** THE DATA follows **
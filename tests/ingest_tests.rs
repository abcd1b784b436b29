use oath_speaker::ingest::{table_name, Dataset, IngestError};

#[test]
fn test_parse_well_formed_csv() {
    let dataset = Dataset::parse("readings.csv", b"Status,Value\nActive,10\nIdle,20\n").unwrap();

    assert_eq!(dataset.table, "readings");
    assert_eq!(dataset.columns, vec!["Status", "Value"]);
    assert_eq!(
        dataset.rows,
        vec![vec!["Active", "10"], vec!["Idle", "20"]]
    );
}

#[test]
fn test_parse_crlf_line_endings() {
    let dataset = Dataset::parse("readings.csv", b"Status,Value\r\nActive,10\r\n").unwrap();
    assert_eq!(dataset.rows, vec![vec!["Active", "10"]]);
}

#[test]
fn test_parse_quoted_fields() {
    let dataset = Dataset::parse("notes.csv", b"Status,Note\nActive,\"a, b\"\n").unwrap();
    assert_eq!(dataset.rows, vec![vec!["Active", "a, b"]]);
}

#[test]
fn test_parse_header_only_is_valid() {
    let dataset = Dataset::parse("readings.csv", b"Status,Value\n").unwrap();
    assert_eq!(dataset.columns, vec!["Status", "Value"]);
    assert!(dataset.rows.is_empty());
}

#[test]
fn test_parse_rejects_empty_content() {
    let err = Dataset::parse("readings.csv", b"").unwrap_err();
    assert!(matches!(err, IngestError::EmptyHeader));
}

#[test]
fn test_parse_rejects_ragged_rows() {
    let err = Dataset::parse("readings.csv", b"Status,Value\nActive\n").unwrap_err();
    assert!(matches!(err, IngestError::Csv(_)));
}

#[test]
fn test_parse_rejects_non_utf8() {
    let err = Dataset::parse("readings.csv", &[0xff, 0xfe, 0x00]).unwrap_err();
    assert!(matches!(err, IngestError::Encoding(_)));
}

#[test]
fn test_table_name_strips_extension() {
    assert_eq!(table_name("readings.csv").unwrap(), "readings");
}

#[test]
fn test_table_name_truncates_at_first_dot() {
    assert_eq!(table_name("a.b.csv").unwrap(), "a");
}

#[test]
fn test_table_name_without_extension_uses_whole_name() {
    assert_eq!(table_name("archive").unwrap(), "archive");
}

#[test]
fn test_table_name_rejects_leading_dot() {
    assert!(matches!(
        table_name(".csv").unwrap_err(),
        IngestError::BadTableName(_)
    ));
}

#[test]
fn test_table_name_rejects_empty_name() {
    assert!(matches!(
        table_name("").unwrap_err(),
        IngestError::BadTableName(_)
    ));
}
** End of THE DATA **
** THE DATA follows **
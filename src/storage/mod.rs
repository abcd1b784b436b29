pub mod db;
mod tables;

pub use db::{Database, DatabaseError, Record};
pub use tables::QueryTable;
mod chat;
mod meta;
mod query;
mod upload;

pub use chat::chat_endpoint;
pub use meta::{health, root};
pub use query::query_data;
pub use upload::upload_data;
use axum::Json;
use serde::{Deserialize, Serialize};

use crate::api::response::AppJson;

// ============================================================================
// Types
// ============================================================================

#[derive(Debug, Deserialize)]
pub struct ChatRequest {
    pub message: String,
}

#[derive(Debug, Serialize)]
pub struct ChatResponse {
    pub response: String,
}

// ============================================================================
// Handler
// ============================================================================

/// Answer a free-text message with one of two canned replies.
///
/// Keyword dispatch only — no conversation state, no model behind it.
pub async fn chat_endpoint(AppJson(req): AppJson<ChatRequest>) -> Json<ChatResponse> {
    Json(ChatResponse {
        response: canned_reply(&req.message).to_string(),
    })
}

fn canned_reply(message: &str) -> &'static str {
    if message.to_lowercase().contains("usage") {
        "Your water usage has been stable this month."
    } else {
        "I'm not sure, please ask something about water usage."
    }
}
** End of THE DATA **
Wherever a line above contains "Debug", copy that line.

> _RESPONSE_:
#[derive(Debug, Deserialize)]
#[derive(Debug, Serialize)]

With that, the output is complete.